*** Opening of INFORMATION SHOWN ***

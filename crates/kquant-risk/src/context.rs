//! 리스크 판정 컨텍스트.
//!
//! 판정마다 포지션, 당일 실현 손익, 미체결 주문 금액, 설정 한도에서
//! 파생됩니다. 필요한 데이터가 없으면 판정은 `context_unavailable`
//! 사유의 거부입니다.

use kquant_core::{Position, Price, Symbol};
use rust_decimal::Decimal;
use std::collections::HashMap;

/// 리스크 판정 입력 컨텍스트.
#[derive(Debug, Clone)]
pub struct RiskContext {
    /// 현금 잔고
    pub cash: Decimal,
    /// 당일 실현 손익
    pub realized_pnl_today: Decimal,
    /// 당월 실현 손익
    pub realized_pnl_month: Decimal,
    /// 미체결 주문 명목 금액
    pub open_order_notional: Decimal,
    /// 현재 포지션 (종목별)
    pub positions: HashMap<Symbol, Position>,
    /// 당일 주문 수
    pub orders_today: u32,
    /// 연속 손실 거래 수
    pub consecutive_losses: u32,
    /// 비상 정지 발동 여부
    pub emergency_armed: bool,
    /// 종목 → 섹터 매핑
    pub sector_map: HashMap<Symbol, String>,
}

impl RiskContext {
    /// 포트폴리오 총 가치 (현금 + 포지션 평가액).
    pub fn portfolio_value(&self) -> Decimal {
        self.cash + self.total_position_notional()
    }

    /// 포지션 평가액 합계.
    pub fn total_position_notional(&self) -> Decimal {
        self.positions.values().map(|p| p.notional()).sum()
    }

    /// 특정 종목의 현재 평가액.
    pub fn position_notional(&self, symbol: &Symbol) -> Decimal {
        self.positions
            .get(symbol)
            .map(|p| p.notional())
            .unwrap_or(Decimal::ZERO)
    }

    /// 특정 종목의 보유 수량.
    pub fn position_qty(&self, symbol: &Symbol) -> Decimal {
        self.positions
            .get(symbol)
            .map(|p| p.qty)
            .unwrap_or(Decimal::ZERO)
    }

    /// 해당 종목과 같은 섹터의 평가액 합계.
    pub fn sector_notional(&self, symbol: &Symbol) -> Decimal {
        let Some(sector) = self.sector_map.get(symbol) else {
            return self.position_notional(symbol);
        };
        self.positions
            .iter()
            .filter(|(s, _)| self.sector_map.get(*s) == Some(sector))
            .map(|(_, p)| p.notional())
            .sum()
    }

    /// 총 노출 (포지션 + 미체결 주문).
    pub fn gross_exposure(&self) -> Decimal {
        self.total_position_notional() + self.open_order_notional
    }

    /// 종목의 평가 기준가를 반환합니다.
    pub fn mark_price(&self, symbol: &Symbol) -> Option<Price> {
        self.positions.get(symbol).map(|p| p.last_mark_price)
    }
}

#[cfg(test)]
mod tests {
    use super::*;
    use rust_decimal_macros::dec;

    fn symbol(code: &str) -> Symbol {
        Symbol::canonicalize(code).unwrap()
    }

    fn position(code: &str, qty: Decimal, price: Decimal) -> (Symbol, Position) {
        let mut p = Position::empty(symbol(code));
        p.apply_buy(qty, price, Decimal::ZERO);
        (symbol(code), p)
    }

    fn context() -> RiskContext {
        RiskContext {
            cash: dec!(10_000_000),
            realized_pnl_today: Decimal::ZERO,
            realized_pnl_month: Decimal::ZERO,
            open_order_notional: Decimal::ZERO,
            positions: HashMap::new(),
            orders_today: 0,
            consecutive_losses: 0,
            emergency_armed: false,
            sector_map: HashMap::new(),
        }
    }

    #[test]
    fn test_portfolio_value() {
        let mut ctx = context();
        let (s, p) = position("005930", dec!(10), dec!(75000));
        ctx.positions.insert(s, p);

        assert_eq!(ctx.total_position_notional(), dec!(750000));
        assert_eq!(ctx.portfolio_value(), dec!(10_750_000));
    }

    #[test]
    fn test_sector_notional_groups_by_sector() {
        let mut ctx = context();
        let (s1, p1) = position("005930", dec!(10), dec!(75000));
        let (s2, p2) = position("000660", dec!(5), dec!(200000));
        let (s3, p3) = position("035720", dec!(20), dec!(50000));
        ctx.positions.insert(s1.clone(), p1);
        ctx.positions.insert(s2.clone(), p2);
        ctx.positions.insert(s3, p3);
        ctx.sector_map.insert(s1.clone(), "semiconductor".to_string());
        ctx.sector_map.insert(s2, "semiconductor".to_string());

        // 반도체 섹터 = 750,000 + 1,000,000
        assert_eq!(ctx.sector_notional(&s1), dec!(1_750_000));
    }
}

*** Close of INFORMATION SHOWN ***

## PROBLEM DESCRIPTION
Could you restate every record above word for word?

## THE ANSWER
filename crates/kquant-risk/src/context.rs
//! 리스크 판정 컨텍스트.
//!
//! 판정마다 포지션, 당일 실현 손익, 미체결 주문 금액, 설정 한도에서
//! 파생됩니다. 필요한 데이터가 없으면 판정은 `context_unavailable`
//! 사유의 거부입니다.

use kquant_core::{Position, Price, Symbol};
use rust_decimal::Decimal;
use std::collections::HashMap;

/// 리스크 판정 입력 컨텍스트.
#[derive(Debug, Clone)]
pub struct RiskContext {
    /// 현금 잔고
    pub cash: Decimal,
    /// 당일 실현 손익
    pub realized_pnl_today: Decimal,
    /// 당월 실현 손익
    pub realized_pnl_month: Decimal,
    /// 미체결 주문 명목 금액
    pub open_order_notional: Decimal,
    /// 현재 포지션 (종목별)
    pub positions: HashMap<Symbol, Position>,
    /// 당일 주문 수
    pub orders_today: u32,
    /// 연속 손실 거래 수
    pub consecutive_losses: u32,
    /// 비상 정지 발동 여부
    pub emergency_armed: bool,
    /// 종목 → 섹터 매핑
    pub sector_map: HashMap<Symbol, String>,
}

impl RiskContext {
    /// 포트폴리오 총 가치 (현금 + 포지션 평가액).
    pub fn portfolio_value(&self) -> Decimal {
        self.cash + self.total_position_notional()
    }

    /// 포지션 평가액 합계.
    pub fn total_position_notional(&self) -> Decimal {
        self.positions.values().map(|p| p.notional()).sum()
    }

    /// 특정 종목의 현재 평가액.
    pub fn position_notional(&self, symbol: &Symbol) -> Decimal {
        self.positions
            .get(symbol)
            .map(|p| p.notional())
            .unwrap_or(Decimal::ZERO)
    }

    /// 특정 종목의 보유 수량.
    pub fn position_qty(&self, symbol: &Symbol) -> Decimal {
        self.positions
            .get(symbol)
            .map(|p| p.qty)
            .unwrap_or(Decimal::ZERO)
    }

    /// 해당 종목과 같은 섹터의 평가액 합계.
    pub fn sector_notional(&self, symbol: &Symbol) -> Decimal {
        let Some(sector) = self.sector_map.get(symbol) else {
            return self.position_notional(symbol);
        };
        self.positions
            .iter()
            .filter(|(s, _)| self.sector_map.get(*s) == Some(sector))
            .map(|(_, p)| p.notional())
            .sum()
    }

    /// 총 노출 (포지션 + 미체결 주문).
    pub fn gross_exposure(&self) -> Decimal {
        self.total_position_notional() + self.open_order_notional
    }

    /// 종목의 평가 기준가를 반환합니다.
    pub fn mark_price(&self, symbol: &Symbol) -> Option<Price> {
        self.positions.get(symbol).map(|p| p.last_mark_price)
    }
}

#[cfg(test)]
mod tests {
    use super::*;
    use rust_decimal_macros::dec;

    fn symbol(code: &str) -> Symbol {
        Symbol::canonicalize(code).unwrap()
    }

    fn position(code: &str, qty: Decimal, price: Decimal) -> (Symbol, Position) {
        let mut p = Position::empty(symbol(code));
        p.apply_buy(qty, price, Decimal::ZERO);
        (symbol(code), p)
    }

    fn context() -> RiskContext {
        RiskContext {
            cash: dec!(10_000_000),
            realized_pnl_today: Decimal::ZERO,
            realized_pnl_month: Decimal::ZERO,
            open_order_notional: Decimal::ZERO,
            positions: HashMap::new(),
            orders_today: 0,
            consecutive_losses: 0,
            emergency_armed: false,
            sector_map: HashMap::new(),
        }
    }

    #[test]
    fn test_portfolio_value() {
        let mut ctx = context();
        let (s, p) = position("005930", dec!(10), dec!(75000));
        ctx.positions.insert(s, p);

        assert_eq!(ctx.total_position_notional(), dec!(750000));
        assert_eq!(ctx.portfolio_value(), dec!(10_750_000));
    }

    #[test]
    fn test_sector_notional_groups_by_sector() {
        let mut ctx = context();
        let (s1, p1) = position("005930", dec!(10), dec!(75000));
        let (s2, p2) = position("000660", dec!(5), dec!(200000));
        let (s3, p3) = position("035720", dec!(20), dec!(50000));
        ctx.positions.insert(s1.clone(), p1);
        ctx.positions.insert(s2.clone(), p2);
        ctx.positions.insert(s3, p3);
        ctx.sector_map.insert(s1.clone(), "semiconductor".to_string());
        ctx.sector_map.insert(s2, "semiconductor".to_string());

        // 반도체 섹터 = 750,000 + 1,000,000
        assert_eq!(ctx.sector_notional(&s1), dec!(1_750_000));
    }
}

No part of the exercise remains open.